História de Vida

Somos o único ser vivo, na Terra, que atribui valor às coisas. Por exemplo, compramos um pão, damos uma trinca e, automaticamente, pensamos se o pão é bom ou mau. Mas, se dermos esse pão a um cão, ele não vai pensar se é bom ou mau, vai comê-lo. Não teve de o caçar, não precisou de ter trabalho e tem comida. Assim, acabamos a dar importância às coisas mais mundanas, que existem.

Lemos nas notícias, ou vemos na televisão, alguém bem sucedido e, imediatamente, inveja. "Queria o mesmo que ele tem", "quero tanto ser assim", "que sorte". Só que ninguém sabe a realidade que está por trás daquela história. Quem é, na verdade, aquela pessoa. Com quem se dá, que lutas trava, se sofre, se não sofre. Todos ouvimos falar de Jesus Cristo, mas quem era ele? Alguém, dos que com ele conviviam, alguma vez disse como ele era? O que fazia nos tempos livres, se bebia, se gostava de ir às "meninas" - isto, acho que se sabe que sim, não é Maria Madalena? Ninguém sabe, ou, se sabe, são pormenores muito vagos. Hitler, Ghandi e muitos outros. São conhecidos pelos seus feitos. Então e o resto? Os amigos de infância, a juventude? Vemos toda esta extraordinariedade (isto diz-se?) - há quem admire Hitler, não me condenem - e, de forma espontânea, atribuímos logo um valor. Pior, um valor à nossa vida, baseado nessas coisas. "NÃO SOU NINGUÉM".

O que falhamos em perceber é que ninguém é ninguém, ou, melhor, toda a gente é ninguém. Vivemos num mundo com milhares de milhões de habitantes, com milhares de espécies de seres vivos. Já pensaram qual é a probabilidade de nascerem quem são? De estarem onde estão agora? É ínfima. E, no final, todos vamos para ao mesmo sítio. Mesmo os senhores que, hoje, dominam o planeta, vão parar ao mesmo sítio que nós. Eles é que se esquecem disso. Do mesmo sítio viemos - em sentido figurado - e ao mesmo sítio vamos parar. Não somos nada. No entanto, ao mesmo tempo, somos tudo. Para nós e para os que nos amam. São eles que nos vão recordar, quando formos, até à geração em que ninguém se lembrará mais. E, mesmo sendo ninguém, todos, todos sem exceção, têm uma história para contar. E não digas que não tens. Estiveste fechado, a tua vida toda, sem sequer sair do sofá para um xixi? Mesmo assim, tens aí uma história para contar. A não ser que tenhas acabado de nascer. Bem, mesmo nesse caso, nem que tenha sido há um milésimo de segundo, já tens uma história de vida, a história do teu nascimento.

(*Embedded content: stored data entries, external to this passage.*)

// src/exec/console.rs

//! Visible-console launch mode: the engine gets its own terminal window and
//! its output is not captured.

use std::path::Path;

use tokio::process::Command;
use tokio::sync::mpsc;
use tracing::info;

use crate::engine::RuntimeEvent;
use crate::exec::args::{command_line, engine_args};
use crate::exec::supervisor::{ProcessHandle, supervise};
use crate::exec::{LaunchError, LaunchSettings};
use crate::jobs::Job;

/// `CREATE_NEW_CONSOLE` from the Win32 process creation flags.
#[cfg(windows)]
const CREATE_NEW_CONSOLE: u32 = 0x0000_0010;

/// Start the engine for `job` in a new console window.
///
/// Runs [`preflight`] first; a missing file fails the job without spawning.
/// On platforms without separate console windows the process shares this
/// terminal instead.
pub fn launch_console(
    settings: &LaunchSettings,
    job: &Job,
    runtime_tx: &mpsc::UnboundedSender<RuntimeEvent>,
) -> Result<ProcessHandle, LaunchError> {
    preflight(settings, job)?;

    let mut cmd = Command::new(&settings.executable);
    cmd.args(engine_args(settings, job)).kill_on_drop(true);

    #[cfg(windows)]
    cmd.creation_flags(CREATE_NEW_CONSOLE);

    info!(
        job = %job.name(),
        cmd = %command_line(settings, job),
        "starting engine process (own console)"
    );

    let child = cmd.spawn().map_err(|source| LaunchError::Spawn {
        executable: settings.executable.clone(),
        source,
    })?;

    Ok(supervise(
        job.display_name.clone(),
        child,
        Vec::new(),
        runtime_tx.clone(),
    ))
}

/// Check, in order, that the executable, the prepared script and the input
/// file all exist. The first missing one is reported.
pub fn preflight(settings: &LaunchSettings, job: &Job) -> Result<(), LaunchError> {
    require_file("Executable", &settings.executable)?;
    require_file("Script", &job.script_path)?;
    require_file("Input file", &job.input_path)?;
    Ok(())
}

fn require_file(what: &'static str, path: &Path) -> Result<(), LaunchError> {
    if path.is_file() {
        Ok(())
    } else {
        Err(LaunchError::MissingFile {
            what,
            path: path.to_path_buf(),
        })
    }
}
// src/exec/args.rs

//! Engine command-line construction.

use std::ffi::OsString;

use crate::exec::LaunchSettings;
use crate::jobs::Job;
use crate::types::EngineKind;

/// Arguments for one job, in the order the engine expects:
/// product flag, language flag, input, script.
pub fn engine_args(settings: &LaunchSettings, job: &Job) -> Vec<OsString> {
    let mut args: Vec<OsString> = Vec::with_capacity(8);

    if let Some(product) = non_blank(settings.product.as_deref()) {
        args.push("/product".into());
        args.push(product.into());
    }
    if let Some(language) = non_blank(settings.language.as_deref()) {
        args.push("/l".into());
        args.push(language.into());
    }

    match settings.engine {
        EngineKind::CoreConsole => {
            args.push("/i".into());
            args.push(job.input_path.clone().into_os_string());
        }
        EngineKind::Desktop => {
            args.push(job.input_path.clone().into_os_string());
        }
    }

    args.push("/s".into());
    args.push(job.script_path.clone().into_os_string());
    args
}

/// Human-readable command line for logs and `--dry-run`.
///
/// Arguments containing whitespace are double-quoted. This is for display
/// only; the process itself is spawned with the argument vector.
pub fn command_line(settings: &LaunchSettings, job: &Job) -> String {
    std::iter::once(settings.executable.clone().into_os_string())
        .chain(engine_args(settings, job))
        .map(|arg| quote(&arg.to_string_lossy()))
        .collect::<Vec<_>>()
        .join(" ")
}

fn non_blank(value: Option<&str>) -> Option<&str> {
    value.map(str::trim).filter(|s| !s.is_empty())
}

fn quote(arg: &str) -> String {
    if arg.is_empty() || arg.chars().any(char::is_whitespace) {
        format!("\"{arg}\"")
    } else {
        arg.to_string()
    }
}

Somos o único ser que imputa valor às coisas e situações que nos acontecem. Bom, mau. Terror, felicidade. E se nada for bom, ou mau? E se a morte, algo terrível e doloroso, for uma salvação? Nalguns casos é. E se nada importar? Tendemos a rebaixar-nos, com base em falsa premissas. Nunca pensem que alguém é melhor que vocês. Todos temos uma história de vida e, muitos de nós, só agora estão a começar a escrevê-la e outros ainda têm muita história pela frente.